How much Zinc should I take daily to help Prevent or Treat COVID-19?

How likely is zinc to help prevent or treat COVID-19? If it is effective, what is the best dose to take?



Could Zinc Prevent or Treat COVID-19?

Zinc directly inhibits two enzymes essential to the replication of SARS-CoV, the coronavirus that causes SARS. These include papain-like protease 2 (PLP2) and the 3CL protease. The sequences and structures of these enzymes are similar to the corresponding enzymes of SARS-CoV-2 (documented here, and here). These are enzymes known as “cysteine proteases,” which use sulfur from the amino acid cysteine to carry out their work. Zinc binds to the cysteine to inhibit them. This particular aspect of the enzymes is completely the same between SARS-CoV and SARS-CoV-2. Therefore, zinc almost certainly inhibits the enzymes within SARS-CoV-2.

One of the main determinants is what concentration of zinc will be available to inhibit the enzymes, and what concentration would be required to do so.

The studies looking at the inhibitory effect of zinc on these enzymes use ionic zinc, which is freely available and not bound to anything else.

Clinical Evidence Supporting the Antiviral Activity of Zinc 

As of January 2022, there have been 29 published studies of zinc against COVID-19. For details and the list of studies, check out c19zinc.com.


Based on the studies above, early treatment are more effective than late treatment in terms of improvement; 74% vs 32%.

There are also many on-going zinc studies and you can review the status of these trials on clinicaltrials.gov. There are more than 20 clinical trials that have been launched to investigate the benefits of Zinc against COVID-19.

Foods that are high in zinc include oysters, crab, lobster, mussels, red meat, and poultry. Cereals are often fortified with zinc. Most multivitamin and nutritional supplements contain zinc.

Taking zinc long term is typically safe for healthy adults, as long as the daily dose is under the set upper limit of 40 mg of elemental zinc (PubMed). Be aware that typical daily doses of zinc provided by zinc lozenges generally exceed tolerable upper limits for zinc, and for this reason, they should not be used for longer than about a week

Excessive doses may interfere with copper absorption, which could negatively affect your immune system as it can cause copper deficiencies, blood disorders and potentially permanent nerve damage. Zinc can also impair the absorption of antibiotics, and use of zinc nasal gels or swabs has been linked to temporary or permanent loss of smell.
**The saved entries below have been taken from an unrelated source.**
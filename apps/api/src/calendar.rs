//! iCalendar export of the obligations extracted from a document.

use chrono::{DateTime, Days, NaiveDate, Utc};
use uuid::Uuid;

use crate::analysis::models::Obligation;
use crate::errors::AppError;

const PRODID: &str = "-//Vidhik//Obligations Export//EN";
const MAX_LINE_OCTETS: usize = 75;

/// Resolves an obligation's timing to a calendar day.
///
/// Exact `YYYY-MM-DD` dates are used as-is, "within N days" is counted from
/// `today`, and anything else lands on `today`.
pub fn resolve_date(raw: &str, today: NaiveDate) -> NaiveDate {
    let raw = raw.trim();
    if raw.len() == 10 {
        if let Ok(date) = NaiveDate::parse_from_str(raw, "%Y-%m-%d") {
            return date;
        }
    }
    within_days(raw)
        .and_then(|days| today.checked_add_days(Days::new(days)))
        .unwrap_or(today)
}

fn within_days(raw: &str) -> Option<u64> {
    let lower = raw.to_lowercase();
    let mut rest = lower.as_str();
    while let Some(pos) = rest.find("within ") {
        let after = &rest[pos + "within ".len()..];
        let digits: String = after.chars().take_while(|c| c.is_ascii_digit()).collect();
        if !digits.is_empty() && after[digits.len()..].starts_with(" days") {
            return digits.parse().ok();
        }
        rest = after;
    }
    None
}

/// Renders one all-day VEVENT per obligation.
pub fn render_obligations(
    document_name: &str,
    obligations: &[Obligation],
    now: DateTime<Utc>,
) -> Result<String, AppError> {
    if obligations.is_empty() {
        return Err(AppError::UnprocessableEntity(
            "No obligations with specific dates were found to export.".to_string(),
        ));
    }

    let today = now.date_naive();
    let stamp = now.format("%Y%m%dT%H%M%SZ").to_string();

    let mut lines = vec![
        "BEGIN:VCALENDAR".to_string(),
        "VERSION:2.0".to_string(),
        format!("PRODID:{PRODID}"),
        "CALSCALE:GREGORIAN".to_string(),
        "METHOD:PUBLISH".to_string(),
    ];

    for obligation in obligations {
        let start = resolve_date(&obligation.date, today);
        lines.push("BEGIN:VEVENT".to_string());
        lines.push(format!("UID:{}@vidhik", Uuid::new_v4()));
        lines.push(format!("DTSTAMP:{stamp}"));
        lines.push(format!("DTSTART;VALUE=DATE:{}", start.format("%Y%m%d")));
        lines.push("DURATION:PT1H".to_string());
        lines.push(format!("SUMMARY:{}", escape_text(&obligation.description)));
        lines.push(format!(
            "DESCRIPTION:{}",
            escape_text(&format!("From document: {document_name}"))
        ));
        lines.push("END:VEVENT".to_string());
    }
    lines.push("END:VCALENDAR".to_string());

    let mut out = String::new();
    for line in &lines {
        out.push_str(&fold_line(line));
        out.push_str("\r\n");
    }
    Ok(out)
}

pub fn export_file_name(document_stem: &str) -> String {
    format!("{document_stem}-obligations.ics")
}

fn escape_text(text: &str) -> String {
    let mut out = String::with_capacity(text.len());
    for c in text.chars() {
        match c {
            '\\' => out.push_str("\\\\"),
            ';' => out.push_str("\\;"),
            ',' => out.push_str("\\,"),
            '\n' => out.push_str("\\n"),
            '\r' => {}
            _ => out.push(c),
        }
    }
    out
}

/// Folds a content line at 75 octets without splitting UTF-8 sequences.
fn fold_line(line: &str) -> String {
    if line.len() <= MAX_LINE_OCTETS {
        return line.to_string();
    }
    let mut out = String::with_capacity(line.len() + line.len() / MAX_LINE_OCTETS * 3);
    let mut width = 0;
    for c in line.chars() {
        // Continuation lines start with a space, which counts toward the limit.
        if width + c.len_utf8() > MAX_LINE_OCTETS {
            out.push_str("\r\n ");
            width = 1;
        }
        out.push(c);
        width += c.len_utf8();
    }
    out
}

#[cfg(test)]
mod tests {
    use chrono::TimeZone;

    use super::*;

    fn today() -> NaiveDate {
        NaiveDate::from_ymd_opt(2025, 1, 10).unwrap()
    }

    fn obligation(description: &str, date: &str) -> Obligation {
        Obligation {
            description: description.to_string(),
            date: date.to_string(),
        }
    }

    #[test]
    fn exact_dates_are_kept() {
        assert_eq!(
            resolve_date("2025-03-01", today()),
            NaiveDate::from_ymd_opt(2025, 3, 1).unwrap()
        );
    }

    #[test]
    fn relative_days_count_from_today() {
        assert_eq!(
            resolve_date("Within 30 days of signing", today()),
            NaiveDate::from_ymd_opt(2025, 2, 9).unwrap()
        );
        assert_eq!(
            resolve_date("payable WITHIN 5 DAYS", today()),
            NaiveDate::from_ymd_opt(2025, 1, 15).unwrap()
        );
    }

    #[test]
    fn unparseable_timing_falls_back_to_today() {
        assert_eq!(resolve_date("Every month", today()), today());
        assert_eq!(resolve_date("2025-02-30", today()), today());
        assert_eq!(resolve_date("within a week", today()), today());
    }

    #[test]
    fn renders_one_event_per_obligation() {
        let now = Utc.with_ymd_and_hms(2025, 1, 10, 9, 30, 0).unwrap();
        let ics = render_obligations(
            "lease.pdf",
            &[
                obligation("Pay deposit", "2025-03-01"),
                obligation("Return keys", "Within 2 days of termination"),
            ],
            now,
        )
        .unwrap();

        assert!(ics.starts_with("BEGIN:VCALENDAR\r\n"));
        assert!(ics.ends_with("END:VCALENDAR\r\n"));
        assert_eq!(ics.matches("BEGIN:VEVENT").count(), 2);
        assert!(ics.contains("DTSTART;VALUE=DATE:20250301\r\n"));
        assert!(ics.contains("DTSTART;VALUE=DATE:20250112\r\n"));
        assert!(ics.contains("SUMMARY:Pay deposit\r\n"));
        assert!(ics.contains("DESCRIPTION:From document: lease.pdf\r\n"));
        assert!(ics.contains("DTSTAMP:20250110T093000Z\r\n"));
    }

    #[test]
    fn empty_obligations_cannot_be_exported() {
        let err = render_obligations("lease.pdf", &[], Utc::now()).unwrap_err();
        assert!(matches!(err, AppError::UnprocessableEntity(_)));
    }

    #[test]
    fn text_is_escaped() {
        assert_eq!(
            escape_text("Pay rent; utilities, and fees\\extras\nmonthly"),
            "Pay rent\\; utilities\\, and fees\\\\extras\\nmonthly"
        );
    }

    #[test]
    fn long_lines_fold_within_limit() {
        let line = format!("SUMMARY:{}", "पट्टा".repeat(40));
        let folded = fold_line(&line);
        for part in folded.split("\r\n") {
            assert!(part.len() <= MAX_LINE_OCTETS, "{} octets", part.len());
        }
        assert_eq!(folded.replace("\r\n ", ""), line);
    }

    #[test]
    fn export_name_uses_stem() {
        assert_eq!(export_file_name("lease"), "lease-obligations.ics");
    }
}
The ideal dose for prevention while the COVID-19 risk is high is 40-100 mg/d, a portion of which comes from zinc lozenges to spread the zinc through the tissues of the nose, mouth and throat. It should be accompanied by at least 1 mg copper from food and supplements for every 15 mg zinc.

Zinc lozenges are preferred so that the tissues of the nose and throat are rich in zinc as soon as they encounter the virus. Unlike swallowed zinc, lozenges can spread zinc through these tissues quickly in response to symptoms, because their ability to spread zinc through these tissues is not limited by intestinal zinc transporters.

Zinc that is swallowed for the sake of reaching the lungs should be used preventatively rather than at the first sign of symptoms, because it takes a long time to enrich systemic stores of zinc.

Do take note that you should keep the dosage back to within 40 mg/d once the exposure risk is back to normal.

For updated prevention and early outpatient treatment protocol, please check out FLCCC I-MASK+ protocol. Do take note that in the I-MASK+ protocol, the dosage for treatment is much higher (100 mg/day) vs the dosage for prevention (30 mg/day). The high dose treatment dosage is only meant for 7 - 10 days and not for long term.